Material provided:
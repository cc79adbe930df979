use chrono::{NaiveDate, NaiveDateTime};
use serde::{Deserialize, Serialize};

use super::enums::TreatmentType;
use crate::normalize::RawRef;

/// Treatment row joined with the owning patient's name.
#[derive(Debug, Clone, Serialize, Deserialize)]
#[serde(rename_all = "camelCase")]
pub struct Treatment {
    pub id: i64,
    pub patient_id: i64,
    pub appointment_id: Option<i64>,
    pub treatment_date: Option<NaiveDate>,
    pub tooth_number: Option<String>,
    pub treatment_type: Option<TreatmentType>,
    pub description: Option<String>,
    pub diagnosis: Option<String>,
    pub procedure_details: Option<String>,
    pub notes: Option<String>,
    pub next_visit_date: Option<NaiveDate>,
    pub created_at: NaiveDateTime,
    pub first_name: Option<String>,
    pub last_name: Option<String>,
}

/// Incoming treatment write. `procedure` is the legacy spelling of
/// `procedureDetails`; the first non-empty of the two wins.
#[derive(Debug, Clone, Default, Deserialize)]
#[serde(rename_all = "camelCase", default)]
pub struct TreatmentPayload {
    pub patient_id: Option<RawRef>,
    pub appointment_id: Option<RawRef>,
    pub treatment_date: Option<String>,
    pub tooth_number: Option<String>,
    pub treatment_type: Option<String>,
    pub description: Option<String>,
    pub diagnosis: Option<String>,
    pub procedure_details: Option<String>,
    pub procedure: Option<String>,
    pub notes: Option<String>,
    pub next_visit_date: Option<String>,
}

/// Normalized treatment record, ready to bind.
#[derive(Debug, Clone)]
pub struct NewTreatment {
    pub patient_id: Option<i64>,
    pub appointment_id: Option<i64>,
    pub treatment_date: Option<NaiveDate>,
    pub tooth_number: Option<String>,
    pub treatment_type: Option<TreatmentType>,
    pub description: Option<String>,
    pub diagnosis: Option<String>,
    pub procedure_details: Option<String>,
    pub notes: Option<String>,
    pub next_visit_date: Option<NaiveDate>,
}
use chrono::{NaiveDate, NaiveDateTime, NaiveTime};
use serde::{Deserialize, Serialize};

use super::enums::{AppointmentStatus, AppointmentType};
use crate::normalize::RawRef;

/// Appointment row joined with the owning patient's display fields.
#[derive(Debug, Clone, Serialize, Deserialize)]
#[serde(rename_all = "camelCase")]
pub struct Appointment {
    pub id: i64,
    pub patient_id: i64,
    pub appointment_date: NaiveDate,
    pub appointment_time: NaiveTime,
    pub duration: i32,
    #[serde(rename = "type")]
    pub appointment_type: AppointmentType,
    pub status: AppointmentStatus,
    pub notes: Option<String>,
    pub created_at: NaiveDateTime,
    /// Joined from patients; None when the join finds no row.
    pub first_name: Option<String>,
    pub last_name: Option<String>,
    pub phone: Option<String>,
    pub email: Option<String>,
}

/// Incoming appointment write, prior to validation.
#[derive(Debug, Clone, Default, Deserialize)]
#[serde(rename_all = "camelCase", default)]
pub struct AppointmentPayload {
    pub patient_id: Option<RawRef>,
    pub appointment_date: Option<String>,
    pub appointment_time: Option<String>,
    pub duration: Option<i32>,
    #[serde(rename = "type")]
    pub appointment_type: Option<String>,
    pub status: Option<String>,
    pub notes: Option<String>,
}

/// Validated appointment record, ready to bind.
#[derive(Debug, Clone)]
pub struct NewAppointment {
    pub patient_id: i64,
    pub appointment_date: NaiveDate,
    pub appointment_time: NaiveTime,
    pub duration: i32,
    pub appointment_type: AppointmentType,
    pub status: AppointmentStatus,
    pub notes: Option<String>,
}
//! Credential endpoints.
//!
//! - `POST /api/auth/login`: verify a username/password pair
//! - `PUT /api/auth/password`: change a password after re-verifying the
//!   current one
//! - `POST /api/auth/user`: create an account, or reset its password
//!
//! PBKDF2 work runs on a blocking thread; at the configured iteration
//! count it takes long enough to stall the runtime otherwise.

use axum::extract::State;
use axum::http::StatusCode;
use axum::Json;
use serde::{Deserialize, Serialize};

use crate::api::error::ApiError;
use crate::api::ApiContext;
use crate::auth;
use crate::db::repository;

#[derive(Debug, Default, Deserialize)]
#[serde(rename_all = "camelCase", default)]
pub struct CredentialsPayload {
    pub username: Option<String>,
    pub password: Option<String>,
}

#[derive(Debug, Default, Deserialize)]
#[serde(rename_all = "camelCase", default)]
pub struct PasswordChangePayload {
    pub username: Option<String>,
    pub current_password: Option<String>,
    pub new_password: Option<String>,
}

#[derive(Serialize)]
pub struct LoginResponse {
    pub success: bool,
    pub username: String,
    pub message: String,
}

#[derive(Serialize)]
pub struct MessageResponse {
    pub message: String,
}

fn invalid_credentials() -> ApiError {
    ApiError::Unauthorized("Invalid credentials".into())
}

fn wrong_current_password() -> ApiError {
    ApiError::Unauthorized("Current password is incorrect".into())
}

async fn verify_blocking(password: String, stored: String) -> Result<bool, ApiError> {
    tokio::task::spawn_blocking(move || auth::verify_password(&password, &stored))
        .await
        .map_err(|e| ApiError::Store(format!("Task join error: {e}")))
}

async fn hash_blocking(password: String) -> Result<String, ApiError> {
    tokio::task::spawn_blocking(move || auth::hash_password(&password))
        .await
        .map_err(|e| ApiError::Store(format!("Task join error: {e}")))
}

/// `POST /api/auth/login`: check a credential pair. A missing account
/// and a wrong password produce the same response.
pub async fn login(
    State(ctx): State<ApiContext>,
    Json(payload): Json<CredentialsPayload>,
) -> Result<Json<LoginResponse>, ApiError> {
    let username = payload.username.unwrap_or_default();
    let password = payload.password.unwrap_or_default();

    let client = ctx.db.client().await?;
    let user = repository::get_user_by_username(&client, &username)
        .await?
        .ok_or_else(invalid_credentials)?;
    if !verify_blocking(password, user.password_hash).await? {
        return Err(invalid_credentials());
    }

    Ok(Json(LoginResponse {
        success: true,
        username: user.username,
        message: "Login successful".into(),
    }))
}

/// `PUT /api/auth/password`: re-verify the current password, then store
/// a fresh hash of the new one.
pub async fn change_password(
    State(ctx): State<ApiContext>,
    Json(payload): Json<PasswordChangePayload>,
) -> Result<Json<MessageResponse>, ApiError> {
    let new_password = match payload.new_password {
        Some(p) if !p.is_empty() => p,
        _ => return Err(ApiError::Validation("New password is required".into())),
    };
    let username = payload.username.unwrap_or_default();
    let current = payload.current_password.unwrap_or_default();

    let client = ctx.db.client().await?;
    let user = repository::get_user_by_username(&client, &username)
        .await?
        .ok_or_else(wrong_current_password)?;
    if !verify_blocking(current, user.password_hash).await? {
        return Err(wrong_current_password());
    }

    let hash = hash_blocking(new_password).await?;
    repository::update_user_password(&client, &user.username, &hash).await?;
    Ok(Json(MessageResponse {
        message: "Password updated successfully".into(),
    }))
}

/// `POST /api/auth/user`: upsert an account. This is also how the first
/// account is provisioned on a fresh install.
pub async fn upsert_user(
    State(ctx): State<ApiContext>,
    Json(payload): Json<CredentialsPayload>,
) -> Result<(StatusCode, Json<MessageResponse>), ApiError> {
    let username = payload.username.unwrap_or_default();
    let password = payload.password.unwrap_or_default();
    if username.is_empty() || password.is_empty() {
        return Err(ApiError::Validation(
            "Username and password are required".into(),
        ));
    }

    let hash = hash_blocking(password).await?;
    let client = ctx.db.client().await?;
    if repository::upsert_user(&client, &username, &hash).await? {
        Ok((
            StatusCode::CREATED,
            Json(MessageResponse {
                message: "User created successfully".into(),
            }),
        ))
    } else {
        Ok((
            StatusCode::OK,
            Json(MessageResponse {
                message: "User updated successfully".into(),
            }),
        ))
    }
}
//! Dashboard aggregation views over cached entity collections.
//!
//! Clients keep full entity lists in a local cache and recompute these
//! views from it after every refresh. Cached rows carry their dates as the
//! raw stored strings, which may be bare dates or full timestamps, so
//! every view goes through [`schedule::calendar_date`] instead of trusting
//! the string shape.

use chrono::{Datelike, Duration, NaiveDate, NaiveTime};
use serde::Deserialize;

use crate::db::repository;
use crate::db::{Database, StoreError};
use crate::models::enums::{AppointmentStatus, PaymentStatus};
use crate::models::{Appointment, AppointmentFilter, Payment, PaymentFilter};
use crate::schedule;

/// Upper bound on rows shown in the today and upcoming lists.
pub const DISPLAY_LIMIT: usize = 5;

/// Appointment row as cached client-side: dates and times stay strings.
#[derive(Debug, Clone, Deserialize)]
#[serde(rename_all = "camelCase")]
pub struct CachedAppointment {
    pub id: i64,
    pub appointment_date: String,
    pub appointment_time: String,
    pub status: AppointmentStatus,
    #[serde(default)]
    pub first_name: Option<String>,
    #[serde(default)]
    pub last_name: Option<String>,
}

impl From<&Appointment> for CachedAppointment {
    fn from(a: &Appointment) -> Self {
        Self {
            id: a.id,
            appointment_date: a.appointment_date.to_string(),
            appointment_time: a.appointment_time.to_string(),
            status: a.status.clone(),
            first_name: a.first_name.clone(),
            last_name: a.last_name.clone(),
        }
    }
}

/// Payment row as cached client-side.
#[derive(Debug, Clone, Deserialize)]
#[serde(rename_all = "camelCase")]
pub struct CachedPayment {
    pub id: i64,
    pub amount: f64,
    pub status: PaymentStatus,
}

impl From<&Payment> for CachedPayment {
    fn from(p: &Payment) -> Self {
        Self {
            id: p.id,
            amount: p.amount,
            status: p.status.clone(),
        }
    }
}

fn start_time(a: &CachedAppointment) -> NaiveTime {
    schedule::parse_time(&a.appointment_time).unwrap_or(NaiveTime::MIN)
}

/// Scheduled appointments falling on `today`, in start-time order,
/// capped at [`DISPLAY_LIMIT`].
pub fn todays_appointments(
    appointments: &[CachedAppointment],
    today: NaiveDate,
) -> Vec<CachedAppointment> {
    let mut matched: Vec<CachedAppointment> = appointments
        .iter()
        .filter(|a| a.status == AppointmentStatus::Scheduled)
        .filter(|a| schedule::matches_date(&a.appointment_date, today))
        .cloned()
        .collect();
    matched.sort_by_key(start_time);
    matched.truncate(DISPLAY_LIMIT);
    matched
}

/// Scheduled appointments strictly after `today` and within the next
/// seven days, in (date, time) order, capped at [`DISPLAY_LIMIT`].
pub fn upcoming_appointments(
    appointments: &[CachedAppointment],
    today: NaiveDate,
) -> Vec<CachedAppointment> {
    let horizon = today + Duration::days(7);
    let mut matched: Vec<CachedAppointment> = appointments
        .iter()
        .filter(|a| a.status == AppointmentStatus::Scheduled)
        .filter(|a| {
            schedule::calendar_date(&a.appointment_date)
                .map(|d| d > today && d <= horizon)
                .unwrap_or(false)
        })
        .cloned()
        .collect();
    matched.sort_by_key(|a| (schedule::calendar_date(&a.appointment_date), start_time(a)));
    matched.truncate(DISPLAY_LIMIT);
    matched
}

/// Sum of amounts across paid payments.
pub fn total_revenue(payments: &[CachedPayment]) -> f64 {
    payments
        .iter()
        .filter(|p| p.status == PaymentStatus::Paid)
        .map(|p| p.amount)
        .sum()
}

/// Sum of amounts across pending payments.
pub fn pending_revenue(payments: &[CachedPayment]) -> f64 {
    payments
        .iter()
        .filter(|p| p.status == PaymentStatus::Pending)
        .map(|p| p.amount)
        .sum()
}

/// One day in the monthly calendar grid.
#[derive(Debug, Clone, PartialEq, Eq)]
pub struct DayCell {
    pub day: u32,
    pub scheduled: usize,
}

/// Calendar cells for one month: leading `None` placeholders align day 1
/// with its weekday column (weeks start on Sunday), then one cell per day
/// carrying the count of scheduled appointments on it.
pub fn month_cells(
    appointments: &[CachedAppointment],
    year: i32,
    month: u32,
) -> Vec<Option<DayCell>> {
    let Some(first) = NaiveDate::from_ymd_opt(year, month, 1) else {
        return Vec::new();
    };
    let offset = first.weekday().num_days_from_sunday() as usize;
    let mut cells: Vec<Option<DayCell>> = vec![None; offset];
    for day in 1..=31 {
        let Some(date) = NaiveDate::from_ymd_opt(year, month, day) else {
            break;
        };
        let scheduled = appointments
            .iter()
            .filter(|a| a.status == AppointmentStatus::Scheduled)
            .filter(|a| schedule::matches_date(&a.appointment_date, date))
            .count();
        cells.push(Some(DayCell { day, scheduled }));
    }
    cells
}

/// All dashboard views computed from one cache snapshot.
#[derive(Debug, Clone)]
pub struct DashboardSnapshot {
    pub total_patients: usize,
    pub todays: Vec<CachedAppointment>,
    pub upcoming: Vec<CachedAppointment>,
    pub revenue: f64,
    pub pending: f64,
}

/// Client-side cache of the collections the dashboard reads.
///
/// Holds the last fetched snapshot; [`DashboardCache::refresh`] is the
/// invalidate-and-refetch called after every mutation. Refresh replaces
/// the collections only once all fetches succeed, so a failed refresh
/// leaves the previous snapshot intact for readers.
#[derive(Debug, Default)]
pub struct DashboardCache {
    appointments: Vec<CachedAppointment>,
    payments: Vec<CachedPayment>,
    patient_count: usize,
}

impl DashboardCache {
    pub fn new() -> Self {
        Self::default()
    }

    /// Discards the cached collections and refetches them from the store.
    pub async fn refresh(&mut self, db: &Database) -> Result<(), StoreError> {
        let client = db.client().await?;
        let appointments =
            repository::list_appointments(&client, &AppointmentFilter::default()).await?;
        let payments = repository::list_payments(&client, &PaymentFilter::default()).await?;
        let patients = repository::list_patients(&client).await?;

        self.appointments = appointments.iter().map(CachedAppointment::from).collect();
        self.payments = payments.iter().map(CachedPayment::from).collect();
        self.patient_count = patients.len();
        Ok(())
    }

    /// Loads a snapshot directly, bypassing the store.
    pub fn load(
        &mut self,
        appointments: Vec<CachedAppointment>,
        payments: Vec<CachedPayment>,
        patient_count: usize,
    ) {
        self.appointments = appointments;
        self.payments = payments;
        self.patient_count = patient_count;
    }

    /// Recomputes every view from the cached snapshot.
    pub fn snapshot(&self, today: NaiveDate) -> DashboardSnapshot {
        DashboardSnapshot {
            total_patients: self.patient_count,
            todays: todays_appointments(&self.appointments, today),
            upcoming: upcoming_appointments(&self.appointments, today),
            revenue: total_revenue(&self.payments),
            pending: pending_revenue(&self.payments),
        }
    }

    /// Calendar cells for the requested month from the cached snapshot.
    pub fn month(&self, year: i32, month: u32) -> Vec<Option<DayCell>> {
        month_cells(&self.appointments, year, month)
    }
}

Work required: In the records above, some lines hold the word "Unauthorized"; copy each such line.

Expected output:
    ApiError::Unauthorized("Invalid credentials".into())
    ApiError::Unauthorized("Current password is incorrect".into())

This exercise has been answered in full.